Providing a longue durée perspective on the Arab uprisings of 2011, Benoît Challand narrates the transformation of citizenship in the Arab Middle East, from a condition of latent citizenship in the colonial and post-independence era to the revolutionary dynamics that stimulated democratic participation in the region in 2011. Considering the parallel histories of citizenship and marginalization in Yemen and Tunisia, Challand develops innovative theories of violence and representation. He argues that a new collective imaginary, or the collective force of the people, emerged as a force, representing itself as the sovereign power that could decide when violence ought to be used to protect all citizens from corrupt power. Shedding light upon uprisings in Yemen, Tunisia, but also elsewhere in the Middle East, this book offers deeper insights into conceptions of violence, representation, and democracy. It compares the post-2011 efforts to build a decentralized political order in Tunisia with the calls for federalism in Yemen, and the shared demands for democratic accountability over the means of coercion.

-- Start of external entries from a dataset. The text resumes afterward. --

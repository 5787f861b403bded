//! In-memory port fakes shared by the application service tests.

use crate::domain::errors::{DomainError, DomainResult};
use crate::domain::value_objects::{Money, OrderStatus, OrderStatusFilter};
use crate::domain::{Category, Order, OrderItem, Product};
use crate::ports::catalog_repository_port::{
    CatalogRepositoryPort, CategoryWithCount, ProductFilter,
};
use crate::ports::object_storage_port::{ObjectStoragePort, SignedUpload};
use crate::ports::order_repository_port::{OrderRepositoryPort, OrderSummary};
use crate::ports::payment_provider_port::{
    PaymentProviderPort, QrPayment, QrPaymentRequest,
};
use async_trait::async_trait;
use std::collections::{HashMap, HashSet};
use std::sync::atomic::{AtomicBool, AtomicUsize, Ordering};
use std::sync::Mutex;
use uuid::Uuid;

/// In-memory order repository.
#[derive(Default)]
pub struct InMemoryOrders {
    orders: Mutex<HashMap<Uuid, Order>>,
    items: Mutex<HashMap<Uuid, Vec<OrderItem>>>,
}

impl InMemoryOrders {
    pub fn new() -> Self {
        Self::default()
    }

    pub fn get(&self, id: Uuid) -> Option<Order> {
        self.orders.lock().unwrap().get(&id).cloned()
    }

    pub fn len(&self) -> usize {
        self.orders.lock().unwrap().len()
    }

    /// Inserts a pre-built order directly, bypassing the provider flow.
    pub fn seed(&self, order: Order, items: Vec<OrderItem>) {
        self.items.lock().unwrap().insert(order.id, items);
        self.orders.lock().unwrap().insert(order.id, order);
    }
}

#[async_trait]
impl OrderRepositoryPort for InMemoryOrders {
    async fn create_with_items(&self, order: &Order, items: &[OrderItem]) -> DomainResult<()> {
        self.items
            .lock()
            .unwrap()
            .insert(order.id, items.to_vec());
        self.orders.lock().unwrap().insert(order.id, order.clone());
        Ok(())
    }

    async fn find_by_id(&self, id: Uuid) -> DomainResult<Option<Order>> {
        Ok(self.orders.lock().unwrap().get(&id).cloned())
    }

    async fn update(&self, order: &Order) -> DomainResult<()> {
        let mut orders = self.orders.lock().unwrap();
        if !orders.contains_key(&order.id) {
            return Err(DomainError::OrderNotFound(order.id.to_string()));
        }
        orders.insert(order.id, order.clone());
        Ok(())
    }

    async fn delete(&self, id: Uuid) -> DomainResult<()> {
        self.items.lock().unwrap().remove(&id);
        if self.orders.lock().unwrap().remove(&id).is_none() {
            return Err(DomainError::OrderNotFound(id.to_string()));
        }
        Ok(())
    }

    async fn list(&self, filter: OrderStatusFilter) -> DomainResult<Vec<OrderSummary>> {
        let orders = self.orders.lock().unwrap();
        let items = self.items.lock().unwrap();

        let mut summaries: Vec<(chrono::DateTime<chrono::Utc>, OrderSummary)> = orders
            .values()
            .filter(|o| filter.as_status().is_none_or(|s| o.status == s))
            .map(|o| {
                (
                    o.created_at,
                    OrderSummary {
                        id: o.id,
                        grand_total: o.grand_total,
                        status: o.status,
                        item_count: items.get(&o.id).map_or(0, |i| i.len() as i64),
                    },
                )
            })
            .collect();
        summaries.sort_by(|a, b| b.0.cmp(&a.0));

        Ok(summaries.into_iter().map(|(_, s)| s).collect())
    }

    async fn sum_paid_grand_total(&self) -> DomainResult<Money> {
        let total = self
            .orders
            .lock()
            .unwrap()
            .values()
            .filter(|o| o.paid_at.is_some())
            .map(|o| o.grand_total.as_rupiah())
            .sum();
        Ok(Money::from_rupiah(total))
    }

    async fn count_ongoing(&self) -> DomainResult<i64> {
        Ok(self
            .orders
            .lock()
            .unwrap()
            .values()
            .filter(|o| o.status != OrderStatus::Done)
            .count() as i64)
    }

    async fn count_completed(&self) -> DomainResult<i64> {
        Ok(self
            .orders
            .lock()
            .unwrap()
            .values()
            .filter(|o| o.status == OrderStatus::Done)
            .count() as i64)
    }
}

/// In-memory catalog repository.
#[derive(Default)]
pub struct InMemoryCatalog {
    categories: Mutex<HashMap<Uuid, Category>>,
    products: Mutex<HashMap<Uuid, Product>>,
}

impl InMemoryCatalog {
    pub fn new() -> Self {
        Self::default()
    }

    pub fn seed_category(&self, category: Category) {
        self.categories
            .lock()
            .unwrap()
            .insert(category.id, category);
    }

    pub fn seed_product(&self, product: Product) {
        self.products.lock().unwrap().insert(product.id, product);
    }
}

#[async_trait]
impl CatalogRepositoryPort for InMemoryCatalog {
    async fn list_categories(&self) -> DomainResult<Vec<CategoryWithCount>> {
        let products = self.products.lock().unwrap();
        let mut result: Vec<CategoryWithCount> = self
            .categories
            .lock()
            .unwrap()
            .values()
            .map(|c| CategoryWithCount {
                category: c.clone(),
                product_count: products
                    .values()
                    .filter(|p| p.category_id == c.id)
                    .count() as i64,
            })
            .collect();
        result.sort_by(|a, b| a.category.name.cmp(&b.category.name));
        Ok(result)
    }

    async fn find_category_by_id(&self, id: Uuid) -> DomainResult<Option<Category>> {
        Ok(self.categories.lock().unwrap().get(&id).cloned())
    }

    async fn insert_category(&self, category: &Category) -> DomainResult<()> {
        let mut categories = self.categories.lock().unwrap();
        if categories.values().any(|c| c.name == category.name) {
            return Err(DomainError::ValidationError(
                "Category name already exists".to_string(),
            ));
        }
        categories.insert(category.id, category.clone());
        Ok(())
    }

    async fn update_category(&self, category: &Category) -> DomainResult<()> {
        let mut categories = self.categories.lock().unwrap();
        if !categories.contains_key(&category.id) {
            return Err(DomainError::CategoryNotFound(category.id.to_string()));
        }
        categories.insert(category.id, category.clone());
        Ok(())
    }

    async fn delete_category(&self, id: Uuid) -> DomainResult<()> {
        let in_use = self
            .products
            .lock()
            .unwrap()
            .values()
            .any(|p| p.category_id == id);
        if in_use {
            return Err(DomainError::CategoryInUse(id.to_string()));
        }
        if self.categories.lock().unwrap().remove(&id).is_none() {
            return Err(DomainError::CategoryNotFound(id.to_string()));
        }
        Ok(())
    }

    async fn list_products(&self, filter: &ProductFilter) -> DomainResult<Vec<Product>> {
        let mut result: Vec<Product> = self
            .products
            .lock()
            .unwrap()
            .values()
            .filter(|p| filter.category_id.is_none_or(|c| p.category_id == c))
            .filter(|p| {
                filter.search.as_ref().is_none_or(|s| {
                    p.name.to_lowercase().contains(&s.to_lowercase())
                })
            })
            .cloned()
            .collect();
        result.sort_by(|a, b| a.name.cmp(&b.name));
        Ok(result)
    }

    async fn find_product_by_id(&self, id: Uuid) -> DomainResult<Option<Product>> {
        Ok(self.products.lock().unwrap().get(&id).cloned())
    }

    async fn find_products_by_ids(&self, ids: &[Uuid]) -> DomainResult<Vec<Product>> {
        let products = self.products.lock().unwrap();
        let unique: HashSet<Uuid> = ids.iter().copied().collect();
        Ok(unique
            .into_iter()
            .filter_map(|id| products.get(&id).cloned())
            .collect())
    }

    async fn insert_product(&self, product: &Product) -> DomainResult<()> {
        self.products
            .lock()
            .unwrap()
            .insert(product.id, product.clone());
        Ok(())
    }

    async fn update_product(&self, product: &Product) -> DomainResult<()> {
        let mut products = self.products.lock().unwrap();
        if !products.contains_key(&product.id) {
            return Err(DomainError::ProductNotFound(product.id.to_string()));
        }
        products.insert(product.id, product.clone());
        Ok(())
    }

    async fn delete_product(&self, id: Uuid) -> DomainResult<()> {
        if self.products.lock().unwrap().remove(&id).is_none() {
            return Err(DomainError::ProductNotFound(id.to_string()));
        }
        Ok(())
    }
}

/// Scripted payment provider.
#[derive(Default)]
pub struct StubProvider {
    fail_next_create: AtomicBool,
    create_calls: AtomicUsize,
    simulated: Mutex<HashSet<String>>,
}

impl StubProvider {
    /// The only signature `verify_callback` accepts.
    pub const VALID_SIGNATURE: &'static str = "valid-signature";

    pub fn new() -> Self {
        Self::default()
    }

    pub fn fail_next_create(&self) {
        self.fail_next_create.store(true, Ordering::SeqCst);
    }

    pub fn create_calls(&self) -> usize {
        self.create_calls.load(Ordering::SeqCst)
    }

    pub fn was_simulated(&self, payment_method_id: &str) -> bool {
        self.simulated.lock().unwrap().contains(payment_method_id)
    }
}

#[async_trait]
impl PaymentProviderPort for StubProvider {
    async fn create_qr_payment(&self, request: QrPaymentRequest) -> DomainResult<QrPayment> {
        if self.fail_next_create.swap(false, Ordering::SeqCst) {
            return Err(DomainError::PaymentProviderError(
                "provider unavailable".to_string(),
            ));
        }
        self.create_calls.fetch_add(1, Ordering::SeqCst);
        Ok(QrPayment {
            transaction_id: "pr-test-1".to_string(),
            payment_method_id: "pm-test-1".to_string(),
            qr_string: format!("00020101021226-QRIS-{}", request.reference_id),
        })
    }

    async fn simulate_payment(&self, payment_method_id: &str, _amount: i64) -> DomainResult<()> {
        self.simulated
            .lock()
            .unwrap()
            .insert(payment_method_id.to_string());
        Ok(())
    }

    async fn verify_callback(&self, _body: &str, signature: &str) -> DomainResult<bool> {
        Ok(signature == Self::VALID_SIGNATURE)
    }
}

/// Fixed-response object storage.
#[derive(Default)]
pub struct StubStorage;

#[async_trait]
impl ObjectStoragePort for StubStorage {
    async fn create_signed_upload_url(&self) -> DomainResult<SignedUpload> {
        Ok(SignedUpload {
            url: "https://stub.supabase.co/storage/v1/object/upload/sign/product-images/1.jpeg"
                .to_string(),
            token: "upload-token".to_string(),
            path: "1.jpeg".to_string(),
        })
    }
}

/// Seeds a category and one product, returning the product.
pub fn seed_product(catalog: &InMemoryCatalog, name: &str, price: i64) -> Product {
    let category = Category::new("Minuman".to_string()).unwrap();
    let product = Product::new(
        name.to_string(),
        Money::from_rupiah(price),
        category.id,
        None,
    )
    .unwrap();
    catalog.seed_category(category);
    catalog.seed_product(product.clone());
    product
}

Benoit Challand is associate professor of Sociology at The New School for Social Research, New York. He holds a PhD from the European University Institute in Florence (2005), and has held positions as assistant professor at NYU (Kevorkian Center for Near East Studies), associate professor in Sociology at the Scuola Normale Superiore in Florence and professor of contemporary history at the University of Fribourg. He is author of the books Violence and Representation in the Arab Uprisings (Cambridge University Press, 2023), and Palestinian Civil Society. Foreign Donors and the Power to Promote and Exclude (Routledge, 2009). His work has been translated into Arabic and has numerous co-edited publications such as The Arab Uprisings and Foreign Assistance (co-edited with F. Bicchi and S. Heydemann, Routledge 2016), while the two monographs The Myth of the Clash of Civilizations (Routledge 2011) and Imagining Europe: Myth, Memory and Identity (Cambridge University Press 2013) were co-authored with philosopher Chiara Bottici. He is also interested in democratic theory, Western European Marxism, and settler colonialism in comparative perspectives.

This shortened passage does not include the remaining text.